The buy now, pay later (BNPL) market was once seen as a bulletproof investment, given the meteoric rise of players like Klarna and Afterpay during the pandemic. But increased scrutiny over the business — regulatory and otherwise — has put a damper on the enthusiasm. The U.K. last year announced new policies pertaining to BNPL companies, while the U.S. Consumer Financial Protection Bureau in September signaled it would subject BNPL vendors to stricter oversight.
Facing the headwinds, rather than pull out of BNPL altogether, investors appear to be shifting bets to what they perceive as a safer subcategory of BNPL: business-to-business (B2B) BNPL. The beneficiaries are startups like OatFi, which today emerged from stealth with $8 million in new equity and $50 million in debt for its platform that provides working capital infrastructure for B2B payments platforms.
QED Investors led OatFi’s latest funding round, with participation from Cambrian Ventures, Portage Ventures, Picus Capital, Fin VC, Dash Fund and Lorimer Ventures. Bringing the company’s total raised to $11.25 million, the proceeds will be put toward expanding OatFi’s risk, engineering, customer service and go-to-market teams, according to CEO Mike Barbosa.
“We founded OatFi to better serve small- and medium-sized (SMBs) businesses. Cash flow has always been a problem for small business, dealing with mismatched payment terms with suppliers and customers,” Barbosa, who co-founded OatFi with ex-Disney+ staffer John Jordan, told TechCrunch via email. “We found that the platforms bringing these B2B payments online didn’t want to sacrifice their software-as-a-service multiple by launching a credit product, even though they see the data needed to properly underwrite working capital tools. OatFi was built in response to needs of payment platforms and SMBs.”
Barbosa, who spent five years with Morgan Stanley and Bloomberg and co-founded a climate tech startup before launching OatFi, positions OatFi as a way for B2B payments platforms to launch embedded working capital tools without having to launch a credit business. Through the platform, customers can configure their own user experience that embeds (via API) within their existing tools — including tools for bill pay, credit checks, collections, invoicing and spend management — by essentially building their own BNPL or receivables financing solution.

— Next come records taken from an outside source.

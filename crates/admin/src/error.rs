//! Unified error handling for admin.
//!
//! Every error renders as `{ "message": ... }` with a matching status code.

use axum::{
    Json,
    extract::rejection::JsonRejection,
    http::StatusCode,
    response::{IntoResponse, Response},
};
use boutique_core::catalog::ValidationError;
use serde_json::json;
use thiserror::Error;

use crate::db::RepositoryError;

/// Application-level error type for the admin panel.
#[derive(Debug, Error)]
pub enum AppError {
    /// Database operation failed.
    #[error("Database error: {0}")]
    Database(#[from] RepositoryError),

    /// Request body failed validation.
    #[error(transparent)]
    Validation(#[from] ValidationError),

    /// Resource not found.
    #[error("{0}")]
    NotFound(String),

    /// Bad request from client.
    #[error("{0}")]
    BadRequest(String),

    /// Template rendering or other internal failure.
    #[error("Internal error: {0}")]
    Internal(String),
}

impl AppError {
    /// HTTP status for this error.
    #[must_use]
    pub const fn status(&self) -> StatusCode {
        match self {
            Self::Database(RepositoryError::NotFound) | Self::NotFound(_) => StatusCode::NOT_FOUND,
            Self::Database(RepositoryError::Conflict(_)) => StatusCode::CONFLICT,
            Self::Database(_) | Self::Internal(_) => StatusCode::INTERNAL_SERVER_ERROR,
            Self::Validation(_) | Self::BadRequest(_) => StatusCode::BAD_REQUEST,
        }
    }

    fn is_server_error(&self) -> bool {
        self.status().is_server_error()
    }
}

impl From<JsonRejection> for AppError {
    fn from(rejection: JsonRejection) -> Self {
        Self::BadRequest(rejection.body_text())
    }
}

impl IntoResponse for AppError {
    fn into_response(self) -> Response {
        // Log server errors with Sentry
        if self.is_server_error() {
            let event_id = sentry::capture_error(&self);
            tracing::error!(
                error = %self,
                sentry_event_id = %event_id,
                "Admin request error"
            );
        }

        // Don't expose internal error details to clients
        let message = match &self {
            Self::Database(RepositoryError::Conflict(detail)) => detail.clone(),
            Self::Database(RepositoryError::NotFound) => "Not found".to_string(),
            _ if self.is_server_error() => "Internal server error".to_string(),
            _ => self.to_string(),
        };

        (self.status(), Json(json!({ "message": message }))).into_response()
    }
}

/// Result type alias for `AppError`.
pub type Result<T> = std::result::Result<T, AppError>;

#[cfg(test)]
#[allow(clippy::unwrap_used)]
mod tests {
    use http_body_util::BodyExt;

    use super::*;

    async fn body_message(err: AppError) -> (StatusCode, String) {
        let response = err.into_response();
        let status = response.status();
        let body = response.into_body().collect().await.unwrap().to_bytes();
        let json: serde_json::Value = serde_json::from_slice(&body).unwrap();
        (status, json["message"].as_str().unwrap().to_string())
    }

    #[test]
    fn test_app_error_display() {
        let err = AppError::BadRequest("ID required".to_string());
        assert_eq!(err.to_string(), "ID required");

        let err = AppError::Validation(ValidationError::MissingField("name"));
        assert_eq!(err.to_string(), "name is required");
    }

    #[test]
    fn test_app_error_status_codes() {
        assert_eq!(
            AppError::NotFound("Product not found".to_string()).status(),
            StatusCode::NOT_FOUND
        );
        assert_eq!(
            AppError::Database(RepositoryError::NotFound).status(),
            StatusCode::NOT_FOUND
        );
        assert_eq!(
            AppError::Database(RepositoryError::Conflict("slug taken".to_string())).status(),
            StatusCode::CONFLICT
        );
        assert_eq!(
            AppError::Validation(ValidationError::Negative("numReviews")).status(),
            StatusCode::BAD_REQUEST
        );
        assert_eq!(
            AppError::Internal("template".to_string()).status(),
            StatusCode::INTERNAL_SERVER_ERROR
        );
    }

    #[tokio::test]
    async fn test_bad_request_message_is_verbatim() {
        let (status, message) = body_message(AppError::BadRequest("ID required".to_string())).await;
        assert_eq!(status, StatusCode::BAD_REQUEST);
        assert_eq!(message, "ID required");
    }

    #[tokio::test]
    async fn test_conflict_message_is_exposed() {
        let (status, message) = body_message(AppError::Database(RepositoryError::Conflict(
            "A product with slug 'linen-shirt' already exists".to_string(),
        )))
        .await;
        assert_eq!(status, StatusCode::CONFLICT);
        assert!(message.contains("linen-shirt"));
    }

    #[tokio::test]
    async fn test_database_error_is_hidden() {
        let (status, message) =
            body_message(AppError::Database(RepositoryError::Database(sqlx::Error::PoolTimedOut)))
                .await;
        assert_eq!(status, StatusCode::INTERNAL_SERVER_ERROR);
        assert_eq!(message, "Internal server error");
    }
}
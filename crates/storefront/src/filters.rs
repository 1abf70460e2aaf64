//! Custom Askama template filters.

use std::fmt::Display;

use boutique_core::catalog::MAX_RATING;

/// Returns the current year.
///
/// Usage in templates: `{{ ""|current_year }}`
#[allow(clippy::unnecessary_wraps)]
#[askama::filter_fn]
pub fn current_year(_value: impl Display, _env: &dyn askama::Values) -> askama::Result<i32> {
    use chrono::Datelike;
    Ok(chrono::Utc::now().year())
}

/// Renders a rating as five filled or empty stars, rounding to the nearest star.
///
/// Usage in templates: `{{ product.rating|stars }}`
#[allow(clippy::unnecessary_wraps)]
#[askama::filter_fn]
pub fn stars(rating: impl Display, _env: &dyn askama::Values) -> askama::Result<String> {
    Ok(render_stars(&rating.to_string()))
}

#[allow(clippy::cast_possible_truncation, clippy::cast_sign_loss)]
fn render_stars(rating: &str) -> String {
    let rating = rating.parse::<f64>().unwrap_or(0.0).clamp(0.0, MAX_RATING);
    let filled = rating.round() as usize;
    let total = MAX_RATING as usize;
    "★".repeat(filled) + &"☆".repeat(total - filled)
}

#[cfg(test)]
mod tests {
    use super::*;

    #[test]
    fn test_render_stars() {
        assert_eq!(render_stars("4.4"), "★★★★☆");
        assert_eq!(render_stars("4.5"), "★★★★★");
        assert_eq!(render_stars("0"), "☆☆☆☆☆");
        assert_eq!(render_stars("9"), "★★★★★");
        assert_eq!(render_stars("n/a"), "☆☆☆☆☆");
    }
}
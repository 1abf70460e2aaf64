//! Boutique Admin library.
//!
//! Catalog and user administration: a JSON CRUD API under `/api/admin` and
//! server-rendered list pages under `/admin`. Exposed as a library so the
//! router can be exercised in tests.

#![cfg_attr(not(test), forbid(unsafe_code))]

pub mod components;
pub mod config;
pub mod db;
pub mod error;
pub mod routes;
pub mod state;
//! Products list page.

use askama::Template;
use axum::{
    extract::{Query, State},
    response::Html,
};
use boutique_core::catalog::Product;
use boutique_core::pagination::{PageLinks, PageRequest};
use tracing::instrument;

use super::{PRODUCTS_PER_PAGE, PageQuery, render};
use crate::components::data_table::{DataTableConfig, products_table_config};
use crate::db::ProductRepository;
use crate::error::Result;
use crate::state::AppState;

/// Product row for the table.
#[derive(Debug, Clone)]
pub struct ProductRow {
    pub id: i32,
    pub name: String,
    pub image: String,
    pub price: String,
    pub category: String,
    pub brand: String,
    pub stock: i32,
    pub in_stock: bool,
    pub rating: String,
}

impl From<&Product> for ProductRow {
    fn from(product: &Product) -> Self {
        Self {
            id: product.id.as_i32(),
            name: product.name.clone(),
            image: product.image_url().to_string(),
            price: product.price.display(),
            category: product.category.clone(),
            brand: product.brand.clone().unwrap_or_else(|| "-".to_string()),
            stock: product.count_in_stock.get(),
            in_stock: product.is_in_stock(),
            rating: format!("{:.1}", product.rating),
        }
    }
}

/// Products list page template.
#[derive(Template)]
#[template(path = "products/index.html")]
pub struct ProductsIndexTemplate {
    pub current_path: &'static str,
    pub table: DataTableConfig,
    pub products: Vec<ProductRow>,
    pub total_products: i64,
    pub pagination: Option<PageLinks>,
}

/// Products list page handler.
#[instrument(skip(state))]
pub async fn index(
    State(state): State<AppState>,
    Query(query): Query<PageQuery>,
) -> Result<Html<String>> {
    let page = PageRequest::from_query(query.page.as_deref(), PRODUCTS_PER_PAGE);
    let result = ProductRepository::new(state.pool()).list(page).await?;

    let template = ProductsIndexTemplate {
        current_path: "/admin/products",
        table: products_table_config(),
        products: result.items.iter().map(ProductRow::from).collect(),
        total_products: result.total,
        pagination: PageLinks::build(result.page, result.total_pages, |page| {
            format!("/admin/products?page={page}")
        }),
    };

    render(&template)
}

#[cfg(test)]
#[allow(clippy::unwrap_used)]
mod tests {
    use boutique_core::{Price, ProductId, Slug, StockCount};
    use chrono::Utc;

    use super::*;

    fn product(brand: Option<&str>) -> Product {
        Product {
            id: ProductId::new(9),
            name: "Canvas Tote".to_string(),
            slug: Slug::parse("canvas-tote").unwrap(),
            category: "Bags".to_string(),
            sub_category: Some("Totes".to_string()),
            brand: brand.map(ToString::to_string),
            image: Some("/static/images/tote.jpg".to_string()),
            images: Vec::new(),
            price: Price::from_cents(4_500).unwrap(),
            count_in_stock: StockCount::new(12).unwrap(),
            description: None,
            rating: 4.25,
            num_reviews: 8,
            delivery_time: None,
            weight: None,
            is_featured: false,
            created_at: Utc::now(),
            updated_at: Utc::now(),
        }
    }

    #[test]
    fn test_row_from_product() {
        let row = ProductRow::from(&product(Some("Field Co")));
        assert_eq!(row.id, 9);
        assert_eq!(row.price, "$45");
        assert_eq!(row.brand, "Field Co");
        assert_eq!(row.image, "/static/images/tote.jpg");
        assert!(row.in_stock);
        assert_eq!(row.stock, 12);
    }

    #[test]
    fn test_row_without_brand() {
        let row = ProductRow::from(&product(None));
        assert_eq!(row.brand, "-");
    }

    #[test]
    fn test_template_renders_rows_and_pagination() {
        let template = ProductsIndexTemplate {
            current_path: "/admin/products",
            table: products_table_config(),
            products: vec![ProductRow::from(&product(None))],
            total_products: 25,
            pagination: PageLinks::build(2, 3, |page| format!("/admin/products?page={page}")),
        };
        let html = template.render().unwrap();
        assert!(html.contains("Canvas Tote"));
        assert!(html.contains("/admin/products?page=3"));
        assert!(html.contains("25 products"));
    }

    #[test]
    fn test_template_renders_empty_state() {
        let template = ProductsIndexTemplate {
            current_path: "/admin/products",
            table: products_table_config(),
            products: Vec::new(),
            total_products: 0,
            pagination: None,
        };
        let html = template.render().unwrap();
        assert!(html.contains("No products yet"));
    }
}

“While there are other ‘B2B BNPL’ that focus on marketplace or ecommerce platforms, we are the first to provide the end-to-end infrastructure for B2B payment platforms to provide financing on both sides of every B2B transaction,” claimed Barbosa. “Rising interest rates and increased inflation continues to compress SMBs operating cashflow. While the credit quality of SMBs may suffer, the current environment presents a unique opportunity for OatFi and it’s platform partners to support SMBs through working capital tools where not previously available.”
Even assuming OatFi is as competitive as Barbosa claims, however, it’s a tight race for market share in the growing B2B BNPL space. Kontempo recently secured fresh capital for its BNPL product for businesses, as did Billie and Mondu. Other top-raising vendors include B2B Affirm spinout Resolve, Tillit, Vartana and Slope.
OatFi is starting small with five platform partners. But while Barbosa wouldn’t reveal names, he said that OatFi has originated “millions” in volume across B2B payment use cases, including bill pay and invoicing, vertical software-as-a-service and spend management customers.
“The pandemic has accelerated the transition of B2B payments from offline to online. This supports our business model as we are able to better distribute working capital tools to SMBs via our partner platforms experiencing significant growth driven by this shift,” Barbosa added.
New York-based OatFi currently has 15 employees, and the company expects to end the year with around 22.